Fed says farmers need fewer loans
An official with the Kansas City Federal Reserve says banks made about 10% fewer non-real estate farm loans in the first quarter. Economist and Vice President Nathan Kauffman tells Brownfield that’s because farmers had more income and stronger balance sheets. “The biggest category where we have seen some of the pullback has been in operating loans, but it’s been relatively broad-based. It’s held up a little bit better for things like farm real estate, and that’s actually been a market that’s been maybe even surprisingly strong relative to where things were a year ago at this time.”

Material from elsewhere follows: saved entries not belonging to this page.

//! Domain model for jobs and groups ("projects").

use chrono::{DateTime, Duration, Utc};
use serde::{Deserialize, Serialize};

/// Lifecycle state of a single job.
#[derive(Debug, Clone, Copy, PartialEq, Eq, Hash, Serialize, Deserialize)]
#[serde(rename_all = "snake_case")]
pub enum JobStatus {
    Pending,
    Initiating,
    Processing,
    Completed,
    Failed,
    Canceled,
}

impl JobStatus {
    /// True for states a job can still leave.
    pub fn is_active(self) -> bool {
        matches!(
            self,
            JobStatus::Pending | JobStatus::Initiating | JobStatus::Processing
        )
    }
}

#[derive(Debug, Clone, Copy, PartialEq, Eq, Hash, Default, Serialize, Deserialize)]
#[serde(rename_all = "snake_case")]
pub enum ContentType {
    #[default]
    Image,
    Video,
}

/// One produced media item.
#[derive(Debug, Clone, PartialEq, Serialize, Deserialize)]
#[serde(rename_all = "camelCase")]
pub struct Job {
    pub id: String,
    pub group_id: String,
    pub status: JobStatus,
    pub created_at: Option<DateTime<Utc>>,
    pub ended_at: Option<DateTime<Utc>>,
    pub content_type: ContentType,
    pub nsfw: bool,
    #[serde(skip_serializing_if = "Option::is_none")]
    pub cancel_reason: Option<String>,
    #[serde(skip_serializing_if = "Option::is_none")]
    pub media_url: Option<String>,
    /// Local-only; the server never sends it.
    #[serde(default)]
    pub hidden: bool,
}

/// Exclusive lower bound of a window of `retention` ending at `now`.
/// Saturates at the earliest representable time.
pub fn window_start(now: DateTime<Utc>, retention: Duration) -> DateTime<Utc> {
    now.checked_sub_signed(retention)
        .unwrap_or(DateTime::<Utc>::MIN_UTC)
}

impl Job {
    /// Timestamp the retention window is measured against: the end time, or
    /// the creation time while the job is still running.
    pub fn retention_anchor(&self) -> Option<DateTime<Utc>> {
        self.ended_at.or(self.created_at)
    }

    /// Whether the job is still inside a window of `retention` ending at `now`.
    pub fn in_window(&self, now: DateTime<Utc>, retention: Duration) -> bool {
        let start = window_start(now, retention);
        self.retention_anchor()
            .map(|anchor| anchor > start)
            .unwrap_or(false)
    }

    /// Completed, safe and not hidden.
    pub fn is_displayable(&self) -> bool {
        !self.hidden && !self.nsfw && self.status == JobStatus::Completed
    }
}

/// Derived status of a group.
#[derive(Debug, Clone, Copy, PartialEq, Eq, Serialize, Deserialize)]
#[serde(rename_all = "snake_case")]
pub enum GroupStatus {
    Processing,
    Completed,
    Canceled,
    Failed,
}

/// Aggregate status of `jobs`, ignoring hidden members.
///
/// Any active member wins, then completed, then canceled, then failed. A
/// group with nothing left to count is still processing.
pub fn aggregate_status<'a>(jobs: impl IntoIterator<Item = &'a Job>) -> GroupStatus {
    let (mut completed, mut canceled, mut failed) = (false, false, false);
    for job in jobs.into_iter().filter(|j| !j.hidden) {
        match job.status {
            s if s.is_active() => return GroupStatus::Processing,
            JobStatus::Completed => completed = true,
            JobStatus::Canceled => canceled = true,
            JobStatus::Failed => failed = true,
            _ => {}
        }
    }
    if completed {
        GroupStatus::Completed
    } else if canceled {
        GroupStatus::Canceled
    } else if failed {
        GroupStatus::Failed
    } else {
        GroupStatus::Processing
    }
}

/// Local state layered over what the server reported for a group.
#[derive(Debug, Clone, Copy, PartialEq, Eq, Default, Serialize, Deserialize)]
#[serde(rename_all = "snake_case", tag = "kind")]
pub enum Overlay {
    /// Exactly what the server says.
    #[default]
    Remote,
    Local {
        hidden: bool,
        scheduled_delete: bool,
    },
}

impl Overlay {
    pub fn hidden(self) -> bool {
        matches!(self, Overlay::Local { hidden: true, .. })
    }

    pub fn scheduled_delete(self) -> bool {
        matches!(
            self,
            Overlay::Local {
                scheduled_delete: true,
                ..
            }
        )
    }

    pub fn with_hidden(self, hidden: bool) -> Self {
        Self::local(hidden, self.scheduled_delete())
    }

    pub fn with_scheduled_delete(self, scheduled_delete: bool) -> Self {
        Self::local(self.hidden(), scheduled_delete)
    }

    fn local(hidden: bool, scheduled_delete: bool) -> Self {
        if hidden || scheduled_delete {
            Overlay::Local {
                hidden,
                scheduled_delete,
            }
        } else {
            Overlay::Remote
        }
    }
}

/// A set of jobs submitted together.
#[derive(Debug, Clone, PartialEq, Serialize, Deserialize)]
#[serde(rename_all = "camelCase")]
pub struct Group {
    pub id: String,
    pub content_type: ContentType,
    /// Number of jobs the group was submitted with.
    pub expected_count: u32,
    pub jobs: Vec<Job>,
    pub status: GroupStatus,
    /// Set once, never moved afterwards.
    pub created_at: Option<DateTime<Utc>>,
    pub width: Option<u32>,
    pub height: Option<u32>,
    pub model_id: String,
    #[serde(skip_serializing_if = "Option::is_none")]
    pub model_name: Option<String>,
    #[serde(default)]
    pub overlay: Overlay,
}

impl Group {
    pub fn is_hidden(&self) -> bool {
        self.overlay.hidden()
    }

    pub fn is_scheduled_delete(&self) -> bool {
        self.overlay.scheduled_delete()
    }

    pub fn job(&self, job_id: &str) -> Option<&Job> {
        self.jobs.iter().find(|j| j.id == job_id)
    }

    /// Replaces the member with the same id, or appends.
    pub fn upsert_job(&mut self, job: Job) {
        match self.jobs.iter_mut().find(|j| j.id == job.id) {
            Some(existing) => *existing = job,
            None => self.jobs.push(job),
        }
    }

    /// Re-derives the hidden overlay: hidden iff there are members and every
    /// one of them is hidden. An empty group keeps its current flag.
    pub fn recompute_hidden(&mut self) {
        if self.jobs.is_empty() {
            return;
        }
        let all_hidden = self.jobs.iter().all(|j| j.hidden);
        self.overlay = self.overlay.with_hidden(all_hidden);
    }

    pub fn recompute_status(&mut self) {
        self.status = aggregate_status(&self.jobs);
    }

    /// Earliest timestamp any member reports, used when no creation time was
    /// set from the first job seen.
    pub fn earliest_member_time(&self) -> Option<DateTime<Utc>> {
        self.jobs
            .iter()
            .filter_map(|j| j.created_at.or(j.ended_at))
            .min()
    }

    /// Whether any member is inside the retention window.
    pub fn has_member_in_window(&self, now: DateTime<Utc>, retention: Duration) -> bool {
        self.jobs.iter().any(|j| j.in_window(now, retention))
    }
}
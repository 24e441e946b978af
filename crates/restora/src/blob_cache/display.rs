//! Process-local display handles for cached bytes.

use std::collections::HashMap;
use std::fmt;
use std::sync::{Arc, Mutex, MutexGuard};

use uuid::Uuid;

/// Scheme prefix of every handle this registry hands out.
pub const DISPLAY_URL_PREFIX: &str = "blob:restora/";

/// Bytes behind a live handle.
#[derive(Debug, Clone)]
pub struct DisplayBlob {
    pub bytes: Arc<Vec<u8>>,
    pub mime_type: Option<String>,
}

/// Registry of live display handles. Handles only exist for the lifetime of
/// the process; nothing here is persisted.
#[derive(Clone, Default)]
pub struct DisplayUrlRegistry {
    entries: Arc<Mutex<HashMap<String, DisplayBlob>>>,
}

impl DisplayUrlRegistry {
    pub fn new() -> Self {
        Self::default()
    }

    /// Registers `bytes` and returns the guard owning the handle.
    pub fn create(&self, bytes: Vec<u8>, mime_type: Option<String>) -> DisplayUrl {
        let url = format!("{}{}", DISPLAY_URL_PREFIX, Uuid::new_v4());
        self.lock().insert(
            url.clone(),
            DisplayBlob {
                bytes: Arc::new(bytes),
                mime_type,
            },
        );
        DisplayUrl {
            url,
            registry: self.clone(),
            released: false,
        }
    }

    /// Looks up a live handle.
    pub fn resolve(&self, url: &str) -> Option<DisplayBlob> {
        self.lock().get(url).cloned()
    }

    /// Number of handles not yet released.
    pub fn live_count(&self) -> usize {
        self.lock().len()
    }

    fn revoke(&self, url: &str) -> bool {
        self.lock().remove(url).is_some()
    }

    fn lock(&self) -> MutexGuard<'_, HashMap<String, DisplayBlob>> {
        match self.entries.lock() {
            Ok(guard) => guard,
            Err(poisoned) => {
                log::warn!("Display URL registry lock was poisoned, recovering");
                poisoned.into_inner()
            }
        }
    }
}

/// A temporary handle to cached bytes. Release it when the image is no
/// longer shown; dropping it releases it too.
pub struct DisplayUrl {
    url: String,
    registry: DisplayUrlRegistry,
    released: bool,
}

impl DisplayUrl {
    pub fn as_str(&self) -> &str {
        &self.url
    }

    pub fn release(mut self) {
        self.revoke_once();
    }

    fn revoke_once(&mut self) {
        if !self.released {
            self.released = true;
            self.registry.revoke(&self.url);
        }
    }
}

impl Drop for DisplayUrl {
    fn drop(&mut self) {
        self.revoke_once();
    }
}

impl fmt::Debug for DisplayUrl {
    fn fmt(&self, f: &mut fmt::Formatter<'_>) -> fmt::Result {
        f.debug_struct("DisplayUrl")
            .field("url", &self.url)
            .field("released", &self.released)
            .finish()
    }
}

impl fmt::Display for DisplayUrl {
    fn fmt(&self, f: &mut fmt::Formatter<'_>) -> fmt::Result {
        f.write_str(&self.url)
    }
}
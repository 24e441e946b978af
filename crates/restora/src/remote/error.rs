//! Remote API error types.

use thiserror::Error;

/// Errors from calls to the restoration history API.
#[derive(Error, Debug)]
pub enum RemoteError {
    /// The request never produced a response (DNS, connect, timeout, TLS).
    #[error("Request failed: {0}")]
    Transport(String),

    /// The resource does not exist (already deleted, or never existed).
    #[error("Not found: {0}")]
    NotFound(String),

    /// Any other non-success status.
    #[error("Request failed ({status}): {body}")]
    Status { status: u16, body: String },

    /// The response body could not be decoded.
    #[error("Failed to decode response: {0}")]
    Decode(String),

    /// Invalid client configuration (bad base URL, missing key).
    #[error("Invalid configuration: {0}")]
    Config(String),
}

impl RemoteError {
    pub fn is_not_found(&self) -> bool {
        matches!(self, RemoteError::NotFound(_))
    }
}

/// Result type for remote operations.
pub type Result<T> = std::result::Result<T, RemoteError>;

Kauffman says the number of real estate and capital improvement loans is only down slightly from a year ago. “I would say that the market, in general, has been pretty strong. Prices are rising. Land values are rising. That’s different than where we had been a year ago or even three to four years ago for that matter.”

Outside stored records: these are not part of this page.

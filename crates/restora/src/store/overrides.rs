//! Persisted set of job ids the user has hidden.

use std::collections::HashSet;

use super::KvStore;
use crate::db::DatabaseError;

/// Storage key of the hidden-job list.
pub const HIDDEN_JOBS_KEY: &str = "hidden_job_ids";

/// Local override store: job ids hidden by the user, independent of server
/// state. Persisted as an ordered JSON array so a reload cannot resurrect a
/// hidden job before the next merge re-applies the filter.
///
/// Nothing is cached in memory; every call re-reads the store.
#[derive(Clone)]
pub struct HiddenJobStore {
    store: KvStore,
}

impl HiddenJobStore {
    pub fn new(store: KvStore) -> Self {
        Self { store }
    }

    /// Current hidden set. Read failures are logged and treated as empty.
    pub fn load(&self) -> HashSet<String> {
        match self.store.get_json::<Vec<String>>(HIDDEN_JOBS_KEY) {
            Ok(ids) => ids.unwrap_or_default().into_iter().collect(),
            Err(e) => {
                log::warn!("Failed to read hidden job ids, assuming none: {}", e);
                HashSet::new()
            }
        }
    }

    pub fn contains(&self, job_id: &str) -> bool {
        self.load().contains(job_id)
    }

    /// Appends `job_id`. Returns false if it was already hidden.
    pub fn insert(&self, job_id: &str) -> Result<bool, DatabaseError> {
        self.store
            .update_json::<Vec<String>, _, _>(HIDDEN_JOBS_KEY, None, |ids| {
                if ids.iter().any(|id| id == job_id) {
                    (false, false)
                } else {
                    ids.push(job_id.to_string());
                    (true, true)
                }
            })
    }

    /// Removes `job_id`. Returns false if it was not hidden.
    pub fn remove(&self, job_id: &str) -> Result<bool, DatabaseError> {
        self.store
            .update_json::<Vec<String>, _, _>(HIDDEN_JOBS_KEY, None, |ids| {
                let before = ids.len();
                ids.retain(|id| id != job_id);
                let removed = ids.len() != before;
                (removed, removed)
            })
    }
}
impl HistoryReconciler {
    pub fn new(
        remote: Arc<dyn RemoteHistory>,
        overrides: HiddenJobStore,
        mapper: JobMapper,
        clock: Arc<dyn Clock>,
        settings: ReconcilerSettings,
    ) -> Self {
        Self {
            remote,
            overrides,
            mapper,
            clock,
            settings,
            state: RwLock::new(State::default()),
            events: ChangeBus::default(),
        }
    }

    /// Subscribes to commit and mutation notifications.
    pub fn subscribe(&self) -> broadcast::Receiver<HistoryEvent> {
        self.events.subscribe()
    }

    /// Restarts from the first page. The committed list stays in place until
    /// the response is merged.
    pub async fn refresh(&self) -> FetchOutcome {
        let ticket = {
            let mut state = self.write_state();
            state.epoch += 1;
            state.cursor = 0;
            state.has_more = true;
            state.refreshes_in_flight += 1;
            Ticket {
                kind: FetchKind::Refresh,
                epoch: state.epoch,
                cursor: 0,
            }
        };
        log::debug!("Refreshing history (epoch {})", ticket.epoch);
        self.run(ticket).await
    }

    /// Fetches the next page, unless a fetch is already running, nothing has
    /// loaded yet, or there is nothing more.
    pub async fn load_more(&self) -> FetchOutcome {
        let ticket = {
            let mut state = self.write_state();
            if state.loading()
                || !state.initialized
                || !state.has_more
                || state.in_flight_cursors.contains(&state.cursor)
            {
                return FetchOutcome::Skipped;
            }
            state.loading_more = true;
            let cursor = state.cursor;
            state.in_flight_cursors.insert(cursor);
            Ticket {
                kind: FetchKind::LoadMore,
                epoch: state.epoch,
                cursor,
            }
        };
        self.run(ticket).await
    }

    /// Warms the next page without touching the loading flag. Dropped while
    /// another prefetch or a refresh is running.
    pub async fn prefetch_next(&self) -> FetchOutcome {
        let ticket = {
            let mut state = self.write_state();
            if state.prefetching
                || state.refreshes_in_flight > 0
                || !state.initialized
                || !state.has_more
                || state.in_flight_cursors.contains(&state.cursor)
            {
                return FetchOutcome::Skipped;
            }
            state.prefetching = true;
            let cursor = state.cursor;
            state.in_flight_cursors.insert(cursor);
            Ticket {
                kind: FetchKind::Prefetch,
                epoch: state.epoch,
                cursor,
            }
        };
        self.run(ticket).await
    }

    async fn run(&self, ticket: Ticket) -> FetchOutcome {
        let result = self
            .remote
            .fetch_page(ticket.cursor, self.settings.page_size)
            .await;

        // Re-read the override store on every pass; another instance may
        // have hidden jobs since the last one.
        let hidden = self.overrides.load();
        let now = self.clock.now();

        let (outcome, event) = {
            let mut guard = self.write_state();
            let state = &mut *guard;
            state.finish(&ticket);

            match result {
                Err(e) => Self::record_failure(state, &ticket, e),
                Ok(_) if ticket.epoch != state.epoch => {
                    log::debug!(
                        "Discarding page at cursor {} from stale epoch {}",
                        ticket.cursor,
                        ticket.epoch
                    );
                    (FetchOutcome::Discarded, None)
                }
                Ok(_) if ticket.kind != FetchKind::Refresh && ticket.cursor != state.cursor => {
                    log::debug!(
                        "Discarding page at cursor {}; committed cursor is {}",
                        ticket.cursor,
                        state.cursor
                    );
                    (FetchOutcome::Discarded, None)
                }
                Ok(page) => {
                    let ctx = MergeContext {
                        now,
                        retention: self.settings.retention,
                        mapper: &self.mapper,
                        hidden: &hidden,
                        scheduled_deletes: &state.scheduled_deletes,
                    };
                    let merged = merge_page(&ctx, &state.groups, ticket.cursor, &page);
                    state.groups = merged.groups;
                    state.cursor = merged.next_cursor;
                    state.has_more = merged.has_more;
                    state.initialized = true;
                    state.error = None;
                    log::info!(
                        "Committed history page at cursor {} ({} groups, has_more={})",
                        ticket.cursor,
                        state.groups.len(),
                        state.has_more
                    );
                    (
                        FetchOutcome::Committed,
                        Some(HistoryEvent::Committed {
                            cursor: state.cursor,
                            has_more: state.has_more,
                        }),
                    )
                }
            }
        };

        if let Some(event) = event {
            self.events.send(event);
        }
        outcome
    }

    fn record_failure(
        state: &mut State,
        ticket: &Ticket,
        error: RemoteError,
    ) -> (FetchOutcome, Option<HistoryEvent>) {
        if ticket.kind == FetchKind::Prefetch {
            log::debug!("Prefetch at cursor {} failed: {}", ticket.cursor, error);
            return (FetchOutcome::Failed, None);
        }
        if ticket.epoch != state.epoch {
            log::debug!("Ignoring failure from stale epoch {}: {}", ticket.epoch, error);
            return (FetchOutcome::Discarded, None);
        }
        log::warn!("History fetch at cursor {} failed: {}", ticket.cursor, error);
        let message = error.to_string();
        state.error = Some(message.clone());
        (
            FetchOutcome::Failed,
            Some(HistoryEvent::FetchFailed { message }),
        )
    }

    /// Hides a job: remote delete first, local-only hide on any failure.
    ///
    /// Either way the id is recorded in the override store and the job is
    /// flagged hidden in memory. Fails only when the remote delete failed
    /// and the override store could not be written either; nothing changes
    /// in that case.
    pub async fn hide_job(&self, group_id: &str, job_id: &str) -> Result<HideOutcome, RestoraError> {
        let (outcome, remote_error) = match self.remote.delete_job(group_id, job_id).await {
            Ok(()) => (HideOutcome::Remote, None),
            Err(e) if e.is_not_found() => {
                log::info!("Job {} already gone on the server", job_id);
                (HideOutcome::AlreadyGone, None)
            }
            Err(e) => {
                log::warn!("Remote delete of job {} failed, hiding locally: {}", job_id, e);
                (HideOutcome::LocalOnly, Some(e))
            }
        };

        if let Err(local) = self.overrides.insert(job_id) {
            match remote_error {
                Some(remote) => {
                    return Err(RestoraError::HideFailed {
                        job_id: job_id.to_string(),
                        remote,
                        local,
                    })
                }
                None => log::warn!("Failed to persist hidden job {}: {}", job_id, local),
            }
        }

        {
            let mut state = self.write_state();
            if let Some(group) = state.group_mut(group_id) {
                if let Some(job) = group.jobs.iter_mut().find(|j| j.id == job_id) {
                    job.hidden = true;
                }
                group.recompute_hidden();
                group.recompute_status();
            }
        }

        self.events.send(HistoryEvent::JobHidden {
            group_id: group_id.to_string(),
            job_id: job_id.to_string(),
        });
        Ok(outcome)
    }

    /// Deletes a whole group on the server. On success the group drops out
    /// of the visible list right away; on failure nothing changes.
    pub async fn delete_project(&self, group_id: &str) -> bool {
        match self.remote.delete_group(group_id).await {
            Ok(()) => {}
            Err(e) if e.is_not_found() => {
                log::info!("Group {} already gone on the server", group_id);
            }
            Err(e) => {
                log::warn!("Failed to delete group {}: {}", group_id, e);
                return false;
            }
        }

        {
            let mut state = self.write_state();
            state.scheduled_deletes.insert(group_id.to_string());
            if let Some(group) = state.group_mut(group_id) {
                group.overlay = group.overlay.with_scheduled_delete(true);
            }
        }

        self.events.send(HistoryEvent::ProjectDeleted {
            group_id: group_id.to_string(),
        });
        true
    }

    /// Groups to display, derived on every call.
    ///
    /// A group shows when it is neither hidden nor scheduled for deletion and
    /// has at least one displayable member. Members are limited to visible,
    /// in-window jobs.
    pub fn visible_projects(&self) -> Vec<Group> {
        let hidden = self.overrides.load();
        let now = self.clock.now();
        let retention = self.settings.retention;
        let state = self.read_state();

        state
            .groups
            .iter()
            .filter(|g| {
                !g.is_hidden()
                    && !g.is_scheduled_delete()
                    && !state.scheduled_deletes.contains(&g.id)
            })
            .filter_map(|g| {
                let jobs: Vec<Job> = g
                    .jobs
                    .iter()
                    .filter(|j| !j.hidden && !hidden.contains(&j.id) && j.in_window(now, retention))
                    .cloned()
                    .collect();
                if !jobs.iter().any(Job::is_displayable) {
                    return None;
                }
                let mut view = g.clone();
                view.jobs = jobs;
                view.recompute_status();
                Some(view)
            })
            .collect()
    }

    /// Committed groups with their overlays, unfiltered.
    pub fn snapshot(&self) -> Vec<Group> {
        self.read_state().groups.clone()
    }

    pub fn group(&self, group_id: &str) -> Option<Group> {
        self.read_state()
            .groups
            .iter()
            .find(|g| g.id == group_id)
            .cloned()
    }

    pub fn status(&self) -> HistoryStatus {
        let state = self.read_state();
        HistoryStatus {
            loading: state.loading(),
            has_more: state.has_more,
            cursor: state.cursor,
            initialized: state.initialized,
            error: state.error.clone(),
        }
    }

    fn read_state(&self) -> RwLockReadGuard<'_, State> {
        match self.state.read() {
            Ok(guard) => guard,
            Err(poisoned) => {
                log::warn!("History state lock was poisoned, recovering");
                poisoned.into_inner()
            }
        }
    }

    fn write_state(&self) -> RwLockWriteGuard<'_, State> {
        match self.state.write() {
            Ok(guard) => guard,
            Err(poisoned) => {
                log::warn!("History state lock was poisoned, recovering");
                poisoned.into_inner()
            }
        }
    }
}
use std::path::PathBuf;
use thiserror::Error;

use crate::blob_cache::{CacheError, FetchError};
use crate::db::DatabaseError;
use crate::remote::RemoteError;
use crate::secrets::SecretError;

#[derive(Error, Debug)]
pub enum RestoraError {
    #[error("Configuration error: {0}")]
    Config(#[from] ConfigError),

    #[error("Database error: {0}")]
    Database(#[from] DatabaseError),

    #[error("Remote error: {0}")]
    Remote(#[from] RemoteError),

    #[error("Cache error: {0}")]
    Cache(#[from] CacheError),

    #[error("Fetch error: {0}")]
    Fetch(#[from] FetchError),

    #[error("Secret error: {0}")]
    Secret(#[from] SecretError),

    /// Neither the server nor the override store recorded a hide.
    #[error("Failed to hide job '{job_id}': remote: {remote}; local: {local}")]
    HideFailed {
        job_id: String,
        remote: RemoteError,
        #[source]
        local: DatabaseError,
    },

    #[error("Logging setup failed: {0}")]
    Logging(String),
}

#[derive(Error, Debug)]
pub enum ConfigError {
    #[error("Failed to read config file '{path}': {source}")]
    ReadFile {
        path: PathBuf,
        #[source]
        source: std::io::Error,
    },

    #[error("Failed to parse config JSON: {0}")]
    ParseJson(#[from] serde_json::Error),

    #[error("Config validation failed: {message}")]
    Validation { message: String },

    #[error("Invalid URL for '{field}': {reason}")]
    InvalidUrl { field: String, reason: String },
}

pub type Result<T> = std::result::Result<T, RestoraError>;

And Kauffman tells Brownfield that even with fewer loans being made, the banks are still positioned well to make more loans. “They are flush with liquidity and stand ready to make loans. It’s just been the case that the demand for loans, at least as it relates to agriculture has been down a bit because there has been a substantial rebound.”
Kauffman attributes the economic turnaround to last year when China started placing large orders for crops, commodity prices began to rise, and coronavirus assistance became available to farmers.